Désirer c’est chercher à combler un manque, lorsque l’individu espère atteindre la plénitude grâce à un objet, qui devient son but. Le désir se rapporte donc intrinsèquement à l’avenir, il vise un bien ou un plaisir futur. En cela, le désir est lié à l’imagination, à une expérience de pensée où l’individu se pense comblé par ce qu’il recherche. L’individu n’a donc pas ce qu’il désire, mais fait tout ce qui est en son pouvoir pour l’obtenir. Grâce à un ensemble d’actions qu’il peut effectuer dans l’immédiat, l’individu espère ainsi obtenir ce quelque chose qu’il s’imagine comme bien absolu, et qu’il risque pourtant de ne jamais obtenir. Tout en s’appuyant sur le champ du pouvoir, le désir semble donc s’y opposer. Ce que l’individu a ou peut facilement obtenir, il ne le désire pas car il n’en n’a pas le temps. En effet, le manque grandit à mesure qu’il ne peut être comblé, c’est là l’essence du désir.

Le désir peut être comparé à une flamme, car il est puissance, intensité et donc énergie. Il est aussi lumière, chemin que l’individu suit, qui éclaire sa vie en lui donnant un but, un objectif. Cette lampe lui est essentielle, elle est la lanterne qui donne sens à ses pas. Pourtant, le désir, comme le feu, est insaisissable, intouchable. On a beau être capable de l’envisager, de le voir, dès qu’on s’en approche, il s’écarte, il se substitue à notre toucher.
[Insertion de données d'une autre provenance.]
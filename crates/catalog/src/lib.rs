//! Object catalog persisted as a single JSON file.
//!
//! The whole catalog is kept in memory and rewritten on every change. Writes go
//! to a hidden sibling file first and are then renamed over the catalog, so a
//! crash never leaves a half-written file behind.

use std::collections::BTreeMap;
use std::path::{Path, PathBuf};

use cordstore_core::catalog::{CatalogError, ObjectCatalog, ObjectRecord};
use cordstore_shared::{MessageId, ObjectId};
use serde::{Deserialize, Serialize};
use tokio::sync::Mutex;
use tracing::{debug, info};

const FORMAT_VERSION: u32 = 1;

#[derive(Debug, Serialize, Deserialize)]
struct CatalogDocument {
    version: u32,
    objects: Vec<ObjectRecord>,
}

/// [`ObjectCatalog`] backed by a JSON file.
#[derive(Debug)]
pub struct FileCatalog {
    path: PathBuf,
    records: Mutex<BTreeMap<ObjectId, ObjectRecord>>,
}

impl FileCatalog {
    /// Open the catalog at `path`, starting empty if the file does not exist.
    ///
    /// # Errors
    ///
    /// Returns an error if the file exists but cannot be read or parsed.
    pub async fn open(path: impl Into<PathBuf>) -> Result<Self, CatalogError> {
        let path = path.into();
        let records = match tokio::fs::read(&path).await {
            Ok(content) => {
                let document: CatalogDocument = serde_json::from_slice(&content).map_err(|e| {
                    CatalogError::backend(format!("failed to parse {}", path.display()), e)
                })?;
                if document.version != FORMAT_VERSION {
                    return Err(CatalogError::Backend {
                        message: format!(
                            "unsupported catalog version {} in {}",
                            document.version,
                            path.display()
                        ),
                        source: None,
                    });
                }
                document
                    .objects
                    .into_iter()
                    .map(|record| (record.object_id, record))
                    .collect()
            }
            Err(e) if e.kind() == std::io::ErrorKind::NotFound => BTreeMap::new(),
            Err(e) => {
                return Err(CatalogError::backend(
                    format!("failed to read {}", path.display()),
                    e,
                ));
            }
        };

        info!(path = %path.display(), objects = records.len(), "Catalog opened");
        Ok(Self {
            path,
            records: Mutex::new(records),
        })
    }

    /// Location of the catalog file.
    #[must_use]
    pub fn path(&self) -> &Path {
        &self.path
    }

    async fn save(&self, records: &BTreeMap<ObjectId, ObjectRecord>) -> Result<(), CatalogError> {
        let mut objects: Vec<ObjectRecord> = records.values().cloned().collect();
        objects.sort_by(|a, b| {
            a.created_at
                .cmp(&b.created_at)
                .then_with(|| a.object_id.cmp(&b.object_id))
        });
        let document = CatalogDocument {
            version: FORMAT_VERSION,
            objects,
        };
        let json = serde_json::to_vec_pretty(&document)
            .map_err(|e| CatalogError::backend("failed to serialize catalog", e))?;

        let dir = match self.path.parent() {
            Some(dir) if !dir.as_os_str().is_empty() => dir.to_path_buf(),
            _ => PathBuf::from("."),
        };
        let name = self
            .path
            .file_name()
            .map(|n| n.to_string_lossy().into_owned())
            .unwrap_or_default();
        let temp_file = dir.join(format!(".{name}.tmp"));

        tokio::fs::create_dir_all(&dir).await.map_err(|e| {
            CatalogError::backend(format!("failed to create {}", dir.display()), e)
        })?;
        tokio::fs::write(&temp_file, json).await.map_err(|e| {
            CatalogError::backend(format!("failed to write {}", temp_file.display()), e)
        })?;
        tokio::fs::rename(&temp_file, &self.path).await.map_err(|e| {
            CatalogError::backend(format!("failed to replace {}", self.path.display()), e)
        })?;

        debug!(path = %self.path.display(), objects = records.len(), "Catalog saved");
        Ok(())
    }
}

impl ObjectCatalog for FileCatalog {
    async fn resolve_message_ids(&self, object_id: ObjectId) -> Result<Vec<MessageId>, CatalogError> {
        self.records
            .lock()
            .await
            .get(&object_id)
            .map(|r| r.message_ids.clone())
            .ok_or(CatalogError::NotFound(object_id))
    }

    async fn persist_message_ids(&self, record: ObjectRecord) -> Result<(), CatalogError> {
        let mut records = self.records.lock().await;
        if records.contains_key(&record.object_id) {
            return Err(CatalogError::DuplicateId(record.object_id));
        }
        if records.values().any(|r| r.name == record.name) {
            return Err(CatalogError::Conflict(record.name));
        }

        let object_id = record.object_id;
        records.insert(object_id, record);
        if let Err(e) = self.save(&records).await {
            records.remove(&object_id);
            return Err(e);
        }
        Ok(())
    }

    async fn remove_object(&self, object_id: ObjectId) -> Result<(), CatalogError> {
        let mut records = self.records.lock().await;
        let removed = records
            .remove(&object_id)
            .ok_or(CatalogError::NotFound(object_id))?;
        if let Err(e) = self.save(&records).await {
            records.insert(object_id, removed);
            return Err(e);
        }
        Ok(())
    }

    async fn mark_corrupted(&self, object_id: ObjectId) -> Result<(), CatalogError> {
        let mut records = self.records.lock().await;
        let record = records
            .get_mut(&object_id)
            .ok_or(CatalogError::NotFound(object_id))?;
        if record.corrupted {
            return Ok(());
        }
        record.corrupted = true;
        if let Err(e) = self.save(&records).await {
            if let Some(record) = records.get_mut(&object_id) {
                record.corrupted = false;
            }
            return Err(e);
        }
        Ok(())
    }

    async fn find_by_name(&self, name: &str) -> Result<Option<ObjectRecord>, CatalogError> {
        Ok(self
            .records
            .lock()
            .await
            .values()
            .find(|r| r.name == name)
            .cloned())
    }

    async fn list_objects(&self) -> Result<Vec<ObjectRecord>, CatalogError> {
        let mut objects: Vec<ObjectRecord> =
            self.records.lock().await.values().cloned().collect();
        objects.sort_by(|a, b| {
            a.created_at
                .cmp(&b.created_at)
                .then_with(|| a.object_id.cmp(&b.object_id))
        });
        Ok(objects)
    }
}
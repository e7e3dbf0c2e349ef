//! Chunked object storage on top of a [`ChannelClient`](crate::channel::ChannelClient).
//!
//! An object is split into bounded-size chunks, the chunks are packed into
//! messages and the messages are sent to a single channel. The ordered list of
//! message ids is the only record of where the object lives; the catalog keeps it.
//!
//! # Architecture
//!
//! ```text
//! ┌────────────┐  split / name_for         ┌──────────────┐
//! │  Uploader  │ ────────────────────────▶ │              │
//! └────────────┘                           │  ChunkCodec  │
//! ┌────────────┐  part_index / reassemble  │   (codec)    │
//! │ Downloader │ ────────────────────────▶ │              │
//! └────────────┘                           └──────────────┘
//! ┌────────────┐
//! │  Deleter   │   sequential, tracks partial deletion
//! └────────────┘
//!        │ send_message / get_message / delete_message / download_attachment
//!        ▼
//! ┌──────────────────────────────────────────────────────┐
//! │                    ChannelClient                      │
//! └──────────────────────────────────────────────────────┘
//! ```

pub mod codec;
mod deleter;
mod downloader;
mod error;
mod types;
mod uploader;

pub use deleter::{Deleter, DeletionSummary};
pub use downloader::Downloader;
pub use error::{StorageError, StorageResult};
pub use types::{Chunk, FilePart, StoredObject};
pub use uploader::Uploader;
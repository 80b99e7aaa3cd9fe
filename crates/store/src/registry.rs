//! Bucket registry contract.
//!
//! The engine resolves bucket names through this interface and never touches
//! the persistence layer behind it. Implementations live with whatever owns
//! the bucket records (the service crate ships a SQLite-backed one).

use async_trait::async_trait;
use chrono::{DateTime, Utc};
use serde::Serialize;
use uuid::Uuid;

/// A named, owned namespace of keyed objects.
#[derive(Debug, Clone, Serialize)]
#[serde(rename_all = "camelCase")]
pub struct Bucket {
    /// Globally unique human-readable name
    pub name: String,
    /// Identity that owns (and may mutate) the bucket
    pub owner_id: Uuid,
    /// Whether unauthenticated reads are permitted
    pub is_public: bool,
    pub created_at: DateTime<Utc>,
    pub updated_at: DateTime<Utc>,
}

/// Errors surfaced by a registry implementation.
#[derive(Debug, thiserror::Error)]
pub enum RegistryError {
    /// The registry's backing store failed
    #[error("registry backend error: {0}")]
    Backend(String),
}

/// Resolves a bucket name to its identity record.
#[async_trait]
pub trait BucketRegistry: Send + Sync {
    /// Look up a bucket by name. `None` when no bucket is registered under
    /// the name.
    async fn resolve(&self, name: &str) -> Result<Option<Bucket>, RegistryError>;
}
Pire encore, quand on s’obstine à vouloir le saisir, on se brûle. C’est que l’intensité même du désir, ce bûcher ardent nourri des espoirs de l’individu, le rend intrinsèquement dangereux.

Mais l’individu brûle également d’envie de combler son désir car il est impatient. Pourtant, s’approcher trop vite de cette flamme, symbole du désir ardent, comporte des risques, au-delà même de la possible blessure. Une approche trop brusque pourrait éteindre le feu. Or si l’individu éteint son désir il prend le risque de s’éteindre lui-même, en écartant de son chemin cette lanterne qui le guidait, cette flamme qui est symbole de vie. Si l’individu se retrouve anéanti c’est justement parce qu’il a pu, parce qu’il a été en capacité de toucher ce qu’il désirait. Faire de son désir une réalité, ce serait choisir d’éteindre un feu nécessaire à la vie pour éviter de brûler d’impatience. Dans un monde où l’on pourrait tout atteindre, où tout serait possible, le désir serait supprimé, il n’aurait plus lieu d’être, mais l’individu s’en retrouverait anéanti.
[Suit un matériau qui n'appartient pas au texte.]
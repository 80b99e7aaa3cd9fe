use axum::extract::{Json, State};
use axum::response::{IntoResponse, Response};
use http::StatusCode;
use serde::{Deserialize, Serialize};
use serde_json::json;
use uuid::Uuid;

use crate::database::{valid_bucket_name, DatabaseError};
use crate::ServiceState;

#[derive(Debug, Clone, Serialize, Deserialize)]
#[serde(rename_all = "camelCase")]
pub struct CreateRequest {
    /// Globally unique bucket name
    pub name: String,

    /// Owning identity. Authentication is out of scope here; the upstream
    /// authorization layer attaches the caller identity before the request
    /// reaches this service.
    #[serde(default)]
    pub owner_id: Option<Uuid>,

    /// Buckets default to private
    #[serde(default)]
    pub is_public: Option<bool>,
}

pub async fn handler(
    State(state): State<ServiceState>,
    Json(req): Json<CreateRequest>,
) -> Result<Response, CreateError> {
    if !valid_bucket_name(&req.name) {
        return Err(CreateError::InvalidName(req.name));
    }

    let bucket = state
        .database()
        .create_bucket(
            &req.name,
            req.owner_id.unwrap_or_default(),
            req.is_public.unwrap_or(false),
        )
        .await
        .map_err(|e| match e {
            DatabaseError::DuplicateName(name) => CreateError::Duplicate(name),
            e => CreateError::Database(e),
        })?;

    Ok((StatusCode::OK, Json(bucket)).into_response())
}

#[derive(Debug, thiserror::Error)]
pub enum CreateError {
    #[error("invalid bucket name: {0}")]
    InvalidName(String),
    #[error("a bucket named '{0}' already exists")]
    Duplicate(String),
    #[error("database error: {0}")]
    Database(DatabaseError),
}

impl IntoResponse for CreateError {
    fn into_response(self) -> Response {
        match self {
            CreateError::InvalidName(_) => (
                StatusCode::BAD_REQUEST,
                Json(json!({ "error": "invalid_name" })),
            )
                .into_response(),
            CreateError::Duplicate(_) => (
                StatusCode::BAD_REQUEST,
                Json(json!({ "error": "duplicated_entry" })),
            )
                .into_response(),
            CreateError::Database(e) => {
                tracing::error!("failed to create bucket: {}", e);
                (
                    StatusCode::INTERNAL_SERVER_ERROR,
                    "Unexpected error".to_string(),
                )
                    .into_response()
            }
        }
    }
}
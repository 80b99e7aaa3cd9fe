use std::sync::Arc;

use store::{BucketStore, DiskCache, ObjectStoreBackend, StoreError};

use super::config::Config;
use super::database::{Database, DatabaseError};

/// Main service state - wires the bucket registry, the shared remote
/// backend client, the disk cache and the storage engine.
#[derive(Clone)]
pub struct State {
    database: Database,
    store: Arc<BucketStore>,
}

impl State {
    pub async fn from_config(config: &Config) -> Result<Self, StateSetupError> {
        // 1. Setup database
        let database = match config.sqlite_path {
            Some(ref path) => Database::new(path).await?,
            None => Database::in_memory().await?,
        };

        // 2. Setup the remote backend client, shared by all requests
        let backend = Arc::new(ObjectStoreBackend::new(config.backend.clone()).await?);

        // 3. Setup the disk cache root
        let cache_root = match config.cache_path {
            Some(ref path) => path.clone(),
            None => tempfile::tempdir()?.into_path(),
        };
        tracing::info!(cache_root = %cache_root.display(), "disk cache root");

        // 4. Assemble the engine; the database doubles as the registry
        let store = Arc::new(BucketStore::new(
            Arc::new(database.clone()),
            backend,
            DiskCache::new(&cache_root),
        ));

        Ok(Self { database, store })
    }

    pub fn database(&self) -> &Database {
        &self.database
    }

    pub fn store(&self) -> &BucketStore {
        &self.store
    }
}

#[derive(Debug, thiserror::Error)]
pub enum StateSetupError {
    #[error("database setup error: {0}")]
    Database(#[from] DatabaseError),
    #[error("backend setup error: {0}")]
    Backend(#[from] StoreError),
    #[error("cache setup error: {0}")]
    Cache(#[from] std::io::Error),
}

#[cfg(test)]
mod tests {
    use super::*;

    #[tokio::test]
    async fn test_state_from_default_config() {
        let state = State::from_config(&Config::default()).await.unwrap();
        assert!(state.database().list_buckets().await.unwrap().is_empty());
    }
}
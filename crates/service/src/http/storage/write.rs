use axum::extract::{Path, State};
use axum::response::{IntoResponse, Response};
use bytes::Bytes;
use http::StatusCode;

use store::StoreError;

use crate::ServiceState;

/// Accept object bytes and upload them write-through to the remote
/// backend. The disk cache is not updated; a reader holding a cached copy
/// keeps seeing the previous bytes until the entry is cleared.
pub async fn handler(
    State(state): State<ServiceState>,
    Path((bucket, key)): Path<(String, String)>,
    body: Bytes,
) -> Result<Response, WriteError> {
    state.store().write(&bucket, &key, body).await?;
    Ok(StatusCode::CREATED.into_response())
}

#[derive(Debug, thiserror::Error)]
pub enum WriteError {
    #[error(transparent)]
    Store(#[from] StoreError),
}

impl IntoResponse for WriteError {
    fn into_response(self) -> Response {
        match self {
            WriteError::Store(StoreError::BucketNotFound(_)) => {
                StatusCode::NOT_FOUND.into_response()
            }
            WriteError::Store(StoreError::InvalidKey(_)) => StatusCode::BAD_REQUEST.into_response(),
            WriteError::Store(e) => {
                tracing::error!("failed to write object: {}", e);
                StatusCode::INTERNAL_SERVER_ERROR.into_response()
            }
        }
    }
}
use axum::routing::get;
use axum::Router;

use crate::ServiceState;

pub mod healthz;
pub mod readyz;
pub mod version;

pub fn router(state: ServiceState) -> Router<ServiceState> {
    Router::new()
        .route("/healthz", get(healthz::handler))
        .route("/readyz", get(readyz::handler))
        .route("/version", get(version::handler))
        .with_state(state)
}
L’équilibre du désir semble alors difficile à trouver, car cette puissance cherche son propre anéantissement, son annihilation. S’accomplir entièrement reviendrait alors à se détruire. Cependant, le désir doit pouvoir ne serait-ce qu’imaginer sa réalisation, sans quoi il n’existerait pas, il doit alors s’approcher de ce qui est possible. Le désir s’envisage donc comme un paradoxe, à la frontière entre le réalisable et l’inatteignable.

Dès lors, désirer revient-il à maintenir la douleur d’une frustration pour préserver le désir ou chercher à la soulager en faisant notre possible, au risque de se détruire ?

Tout d’abord, la brûlure du désir qui se restreint volontairement semble essentielle à la vie. Cependant, le désir doit pouvoir se projeter et donc s’inscrire dans le champ du possible. Plus encore, faire tout son possible, quitte à prendre le risque de se détruire, n’est-ce pas là le seul moyen de dépasser, voire de sublimer la douleur de la brûlure du désir ?

Tout d’abord, le désir ne vit que dans son irréalisation, l’individu est condamné à brûler d’impatience afin d’éviter de n’avoir plus rien à désirer, ce qui le conduirait inéluctablement à sa perte.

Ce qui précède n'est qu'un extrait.